Target CEO Brian Cornell Steps Down Amid Sales Slump as Michael Fiddelke Prepares to Take Over

Target CEO Brian Cornell is stepping down after 11 years leading the retailer, marking the end of an era that saw the company experience both a major turnaround and significant setbacks in recent years. His departure, though long expected, comes at a time when Target is grappling with slumping sales, shrinking investor confidence, and growing backlash over its decision to scale back on diversity, equity, and inclusion programs.

While many industry experts had predicted the company might bring in an outsider to deliver a fresh perspective, the board instead chose an internal successor. Cornell will be replaced on February 1, 2026, by Michael Fiddelke, the company’s current chief operating officer. Fiddelke, who began his career as an intern at Target and has now spent 20 years with the retailer, was selected from what Cornell described as a “strong list of external and internal candidates.” Cornell praised him on a call with analysts, calling him the “right candidate to lead our business back to growth.” Cornell himself will remain as executive chairman, ensuring some continuity at the top.

When Cornell first took over in 2014, Target was in the midst of challenges, but under his leadership the company revitalized its image, invested heavily in store remodels, and strengthened its e-commerce capabilities to better compete with Amazon and Walmart. Those early years were marked by strong success, with Target reporting its best results in a decade in 2018 and Cornell even being named CNN Business CEO of the Year in 2019. The company also boomed during the pandemic in 2020 and 2021, as customers rushed to buy essentials, home goods, and office supplies.

However, the past three years have brought a dramatic reversal. Target has struggled as shoppers cut back on discretionary purchases such as clothing and home décor, which make up more than half of its merchandise. This has left the chain particularly exposed compared to rivals like Walmart, which generate nearly half of their revenue from groceries. Target also imports about half of its products compared to Walmart’s one-third, making it more vulnerable to tariffs and forcing it to raise prices at almost double the pace of its competitors.

These pressures, combined with inflation and a broader consumer slowdown, have dragged Target into a prolonged slump.
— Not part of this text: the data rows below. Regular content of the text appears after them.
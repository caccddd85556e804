//! Turn orchestration
//!
//! `Game` owns the player, the monster roster, the current level and the
//! background path service, and drives the fixed per-turn sequence:
//! command -> monster movement and AI -> level-completion check. Rendering
//! and input capture live behind the `ui` seams; the orchestrator only
//! exposes read access and queryable quit/game-over state.

pub mod combat;
pub mod movement;

pub use combat::{fight, FightReport};
pub use movement::{update_entity_position, update_monster_position, MoveOutcome};

use rand::SeedableRng;
use rand_chacha::ChaCha8Rng;

use crate::core::{Depth, GameConfig};
use crate::entity::{Monster, MonsterId, Player, Roster, Species, Treasure};
use crate::path::PathService;
use crate::world::DungeonMap;

/// One discrete command per turn
#[derive(Debug, Clone, Copy, PartialEq, Eq)]
pub enum Command {
    Quit,
    Up,
    Down,
    Left,
    Right,
    Attack,
    Idle,
}

impl Command {
    fn delta(self) -> Option<(i32, i32)> {
        match self {
            Command::Up => Some((0, -1)),
            Command::Down => Some((0, 1)),
            Command::Left => Some((-1, 0)),
            Command::Right => Some((1, 0)),
            _ => None,
        }
    }
}

/// Session state machine
///
/// `GameOver` is terminal; `LevelTransition` lasts one turn and resolves at
/// the start of the next step.
#[derive(Debug, Clone, Copy, PartialEq, Eq)]
pub enum Phase {
    Playing,
    LevelTransition,
    GameOver,
}

pub struct Game {
    config: GameConfig,
    rng: ChaCha8Rng,
    map: DungeonMap,
    player: Player,
    roster: Roster,
    treasures: Vec<Treasure>,
    paths: PathService,
    depth: Depth,
    phase: Phase,
    fight_log: Vec<String>,
    quit: bool,
}

impl Game {
    pub fn new(config: GameConfig) -> Self {
        let mut rng = ChaCha8Rng::seed_from_u64(config.seed);
        let map = DungeonMap::generate(
            config.map_width,
            config.map_height,
            config.wall_density,
            &mut rng,
        );
        let player = Player::new(map.start());
        let mut game = Self {
            config,
            rng,
            map,
            player,
            roster: Roster::new(),
            treasures: Vec::new(),
            paths: PathService::new(),
            depth: 1,
            phase: Phase::Playing,
            fight_log: Vec::new(),
            quit: false,
        };
        game.populate();
        game
    }

    /// Advance the simulation by one turn
    ///
    /// A no-op once the game is over or quit was requested.
    pub fn step(&mut self, command: Command) {
        if self.quit || self.phase == Phase::GameOver {
            return;
        }
        if self.phase == Phase::LevelTransition {
            self.advance_level();
        }

        self.apply_path_results();

        match command {
            Command::Quit => {
                self.quit = true;
                return;
            }
            Command::Attack => self.attack_in_place(),
            Command::Idle => {}
            direction => {
                if let Some((dx, dy)) = direction.delta() {
                    self.move_player(dx, dy);
                }
            }
        }
        if self.phase == Phase::GameOver {
            return;
        }

        self.update_monsters();
        if self.phase == Phase::GameOver {
            return;
        }

        if self.player.core.position() == self.map.end() {
            self.phase = Phase::LevelTransition;
        }
    }

    /// Drain the background path completion queue
    ///
    /// A result is applied only when its monster id still resolves and its
    /// sequence number matches the pending request; anything else is stale
    /// and dropped.
    fn apply_path_results(&mut self) {
        for result in self.paths.drain() {
            let Some(monster) = self.roster.get_mut(result.monster) else {
                tracing::debug!(seq = result.seq, "path result for removed monster, discarded");
                continue;
            };
            let Some(pursuit) = monster.pursuit.as_mut() else {
                continue;
            };
            if pursuit.pending != Some(result.seq) {
                tracing::debug!(seq = result.seq, "superseded path result, discarded");
                continue;
            }
            pursuit.pending = None;
            if let Some(path) = result.path {
                tracing::debug!(seq = result.seq, len = path.len(), "pursuit path applied");
                pursuit.path = path.into();
            }
        }
    }

    fn move_player(&mut self, dx: i32, dy: i32) {
        update_entity_position(&self.map, &mut self.player.core, dx, dy);

        let pos = self.player.core.position();
        if let Some(i) = self.treasures.iter().position(|t| t.core.position() == pos) {
            let bonus = self.treasures.swap_remove(i).bonus();
            self.player.core.heal(bonus.health);
            self.player.core.raise_attack(bonus.attack);
            self.player.gain_exp(bonus.exp);
            self.fight_log = vec![format!(
                "You found a treasure! +{} HP, +{} ATK, +{} XP",
                bonus.health, bonus.attack, bonus.exp
            )];
        }
    }

    /// Fight the first monster standing on the player's cell, if any
    fn attack_in_place(&mut self) {
        let player_pos = self.player.core.position();
        let target = self.roster.ids().into_iter().find(|id| {
            self.roster
                .get(*id)
                .is_some_and(|m| m.core.position() == player_pos)
        });
        if let Some(id) = target {
            self.run_fight(id, true);
        }
    }

    fn update_monsters(&mut self) {
        let player_pos = self.player.core.position();
        for id in self.roster.ids() {
            let Some(monster) = self.roster.get_mut(id) else {
                continue;
            };
            update_monster_position(
                &self.map,
                &mut self.paths,
                &self.config,
                id,
                monster,
                player_pos,
            );
            if monster.core.position() == player_pos {
                self.run_fight(id, false);
                break;
            }
        }
    }

    fn run_fight(&mut self, id: MonsterId, player_attacks: bool) {
        let Some(monster) = self.roster.get_mut(id) else {
            return;
        };
        let monster_name = monster.name();
        let report = if player_attacks {
            fight(
                &mut self.rng,
                &mut self.player.core,
                "Player",
                &mut monster.core,
                monster_name,
            )
        } else {
            fight(
                &mut self.rng,
                &mut monster.core,
                monster_name,
                &mut self.player.core,
                "Player",
            )
        };
        self.fight_log = report.lines;

        if !self.player.core.is_alive() {
            tracing::info!(depth = self.depth, "player died, game over");
            self.phase = Phase::GameOver;
            return;
        }
        self.player.gain_exp(self.config.xp_per_kill);
        self.roster.prune_dead();
    }

    fn advance_level(&mut self) {
        self.depth += 1;
        self.map.load_level(self.config.wall_density, &mut self.rng);
        self.player.core.set_position(self.map.start());
        self.populate();
        self.phase = Phase::Playing;
        tracing::info!(depth = self.depth, monsters = self.roster.len(), "level loaded");
    }

    /// Repopulate monsters and treasures for the current depth
    ///
    /// Split: half goblins, one third orcs, one sixth trolls, remainder
    /// dragons. Every previous roster id becomes stale.
    fn populate(&mut self) {
        self.roster.clear();
        self.treasures.clear();

        let count = self.config.monster_count(self.depth);
        let goblins = count / 2;
        let orcs = count / 3;
        let trolls = count / 6;
        let dragons = count - goblins - orcs - trolls;

        let species = [
            (Species::Goblin, goblins),
            (Species::Orc, orcs),
            (Species::Troll, trolls),
            (Species::Dragon, dragons),
        ];
        for (kind, n) in species {
            for _ in 0..n {
                let position = self.map.random_free_position(&mut self.rng);
                self.roster.insert(Monster::new(kind, position));
            }
        }

        for _ in 0..count / 3 {
            let position = self.map.random_free_position(&mut self.rng);
            self.treasures.push(Treasure::roll(
                position,
                self.depth,
                self.config.treasure_growth,
                &mut self.rng,
            ));
        }
    }

    pub fn phase(&self) -> Phase {
        self.phase
    }

    pub fn is_game_over(&self) -> bool {
        self.phase == Phase::GameOver
    }

    pub fn should_quit(&self) -> bool {
        self.quit
    }

    pub fn depth(&self) -> Depth {
        self.depth
    }

    pub fn map(&self) -> &DungeonMap {
        &self.map
    }

    pub fn player(&self) -> &Player {
        &self.player
    }

    pub fn monsters(&self) -> impl Iterator<Item = &Monster> {
        self.roster.iter()
    }

    pub fn monster_count(&self) -> usize {
        self.roster.len()
    }

    pub fn treasures(&self) -> &[Treasure] {
        &self.treasures
    }

    /// Log of the most recent fight or pickup, for the display layer
    pub fn fight_log(&self) -> &[String] {
        &self.fight_log
    }
}

#[cfg(test)]
mod tests {
    use super::*;
    use crate::core::Point;
    use crate::path::PathResult;

    fn quiet_config() -> GameConfig {
        GameConfig {
            map_width: 30,
            map_height: 11,
            seed: 9,
            wall_density: 0.0,
            base_monster_count: 5,
            // monsters never approach on their own
            vicinity_radius: 0.0,
            ..GameConfig::default()
        }
    }

    #[test]
    fn reaching_the_end_cell_transitions_on_the_next_step() {
        let mut game = Game::new(quiet_config());
        game.roster.clear();
        game.treasures.clear();

        game.player.core.set_position(game.map.end());
        game.step(Command::Idle);
        assert_eq!(game.phase(), Phase::LevelTransition);
        assert_eq!(game.depth(), 1);

        game.step(Command::Idle);
        assert_eq!(game.phase(), Phase::Playing);
        assert_eq!(game.depth(), 2);
        assert_eq!(game.player.core.position(), game.map.start());
        assert_eq!(
            game.monster_count() as u32,
            game.config.monster_count(2)
        );
    }

    #[test]
    fn game_over_is_terminal() {
        let mut game = Game::new(quiet_config());
        game.roster.clear();

        // dragons on the player's cell until one wins
        while game.phase() != Phase::GameOver {
            let id = game
                .roster
                .insert(Monster::new(Species::Dragon, game.player.core.position()));
            game.run_fight(id, false);
        }
        assert!(!game.player.core.is_alive());

        let frozen_pos = game.player.core.position();
        let frozen_count = game.monster_count();
        game.step(Command::Right);
        game.step(Command::Attack);
        assert_eq!(game.player.core.position(), frozen_pos);
        assert_eq!(game.monster_count(), frozen_count);
        assert_eq!(game.phase(), Phase::GameOver);
    }

    #[test]
    fn winning_a_fight_awards_experience_and_prunes_the_dead() {
        let mut game = Game::new(quiet_config());
        game.roster.clear();

        let id = game
            .roster
            .insert(Monster::new(Species::Goblin, game.player.core.position()));
        let before = game.player.exp();
        game.step(Command::Attack);
        // a goblin cannot realistically outlast 100 HP, but the player may
        // survive many misses; either way the fight resolved fully
        assert!(game.roster.get(id).is_none());
        assert_eq!(game.player.exp(), before + game.config.xp_per_kill);
        assert!(game.fight_log().iter().any(|l| l.contains("is dead!")));
    }

    #[test]
    fn stale_results_are_discarded() {
        let mut game = Game::new(quiet_config());
        game.roster.clear();

        let id = game
            .roster
            .insert(Monster::new(Species::Orc, Point::new(2, 2)));
        {
            let orc = game.roster.get_mut(id).unwrap();
            orc.pursuit.as_mut().unwrap().pending = Some(7);
        }

        // result for a monster that no longer exists
        let dead = game.roster.insert(Monster::new(Species::Orc, Point::new(3, 3)));
        game.roster.remove(dead);
        game.paths.inject(PathResult {
            monster: dead,
            seq: 0,
            path: Some(vec![Point::new(4, 4)]),
        });
        // superseded sequence number for a live orc
        game.paths.inject(PathResult {
            monster: id,
            seq: 3,
            path: Some(vec![Point::new(4, 4)]),
        });
        game.apply_path_results();
        let orc = game.roster.get(id).unwrap();
        assert!(orc.pursuit.as_ref().unwrap().path.is_empty());
        assert_eq!(orc.pursuit.as_ref().unwrap().pending, Some(7));

        // matching sequence number is applied, last writer wins
        game.paths.inject(PathResult {
            monster: id,
            seq: 7,
            path: Some(vec![Point::new(4, 4)]),
        });
        game.apply_path_results();
        let orc = game.roster.get(id).unwrap();
        assert_eq!(orc.pursuit.as_ref().unwrap().path.len(), 1);
        assert_eq!(orc.pursuit.as_ref().unwrap().pending, None);
    }

    #[test]
    fn orc_pursuit_lands_from_a_background_worker() {
        let mut game = Game::new(quiet_config());
        game.roster.clear();

        let id = game
            .roster
            .insert(Monster::new(Species::Orc, Point::new(2, 2)));
        game.player.core.set_position(Point::new(20, 5));

        // first step spawns the request; poll until the worker's result lands
        game.step(Command::Idle);
        let mut routed = false;
        for _ in 0..200 {
            game.step(Command::Idle);
            if let Some(orc) = game.roster.get(id) {
                if !orc.pursuit.as_ref().unwrap().path.is_empty() {
                    routed = true;
                    break;
                }
            }
            std::thread::sleep(std::time::Duration::from_millis(5));
        }
        assert!(routed, "background route never arrived");
    }

    #[test]
    fn treasure_pickup_applies_its_bonus_once() {
        let mut game = Game::new(quiet_config());
        game.roster.clear();
        game.treasures.clear();

        let pos = game.player.core.position();
        let target = pos.offset(1, 0);
        let mut rng = ChaCha8Rng::seed_from_u64(1);
        game.treasures
            .push(Treasure::roll(target, 5, 1.25, &mut rng));
        let bonus = game.treasures[0].bonus();

        let hp = game.player.core.health();
        let atk = game.player.core.attack();
        let exp = game.player.exp();
        game.step(Command::Right);

        assert!(game.treasures.is_empty());
        assert_eq!(game.player.core.health(), hp + bonus.health);
        assert_eq!(game.player.core.attack(), atk + bonus.attack);
        assert_eq!(game.player.exp(), exp + bonus.exp);
    }
}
The company reported its third consecutive quarterly sales decline this week, with shares tumbling 10% in premarket trading. Target’s stock has now become one of the worst performers in the S&P 500 this year. Many investors had hoped a leadership change would usher in a fresh direction, but the decision to promote from within sparked criticism that the board was sticking to the same inward-looking strategies that have contributed to the current problems. Neil Saunders, an analyst at GlobalData Retail, said in a note that the internal appointment “does not necessarily remedy the problems of entrenched groupthink” and argued that Target has “lost its grip on delivering for the American shopper.”

Compounding these financial challenges has been the controversy surrounding Target’s retreat from DEI programs earlier this year. The decision outraged many progressive customers and even members of the Dayton family, descendants of one of Target’s co-founders, who labeled the move “a betrayal.” Reverend Jamal Bryant, who led a boycott against the retailer, said shoppers felt abandoned, and Target itself admitted the decision negatively impacted sales. The company was not alone in scaling back such programs, but it faced sharper backlash because it had once embedded DEI deeply into its identity and cultivated a customer base that leaned more progressive than its rivals. At the same time, Target has also faced political attacks from the opposite side. In 2023, the company was hit with a wave of conservative backlash over its LGBTQ Pride Month merchandise, with employees facing threats and misinformation spreading online about swimsuits designed for transgender people.

Though the swimsuits were not marketed to children, social media outrage forced Target to remove some items from stores, which in turn led to lawsuits from Republican-aligned legal groups and another dent in sales. These controversies, combined with missteps in inventory management in 2022 and the effects of inflation, have shaken confidence in Target’s direction. Cornell’s final years as CEO have therefore been marked by turmoil rather than triumph, with the chain losing ground to rivals like Walmart, Amazon, and Costco. On Wednesday’s analyst call, Fiddelke admitted that Target “must improve” and said the company is “not realizing our full potential right now.” He outlined a strategy to re-energize Target’s product offerings, make stores more inviting, and increase investments in technology.

He highlighted a new initiative called “Fun 101,” designed to seize on consumer trends in electronics and home goods, and pledged that price hikes would only be a last resort despite ongoing tariff pressures. Analysts remain divided over whether these adjustments will be enough to restore Target’s momentum. Some believe the problems are fixable, while others argue the company faces deeper structural challenges and a deteriorating long-term outlook. Robert Ohmes, an analyst at Bank of America, warned that Target is “falling behind peers and has tougher challenges.” For Cornell, his legacy is now a complex mix of early success and recent struggles, while for Fiddelke, the challenge is enormous: to repair consumer trust, stabilize sales, and reposition Target as a leader in the retail sector.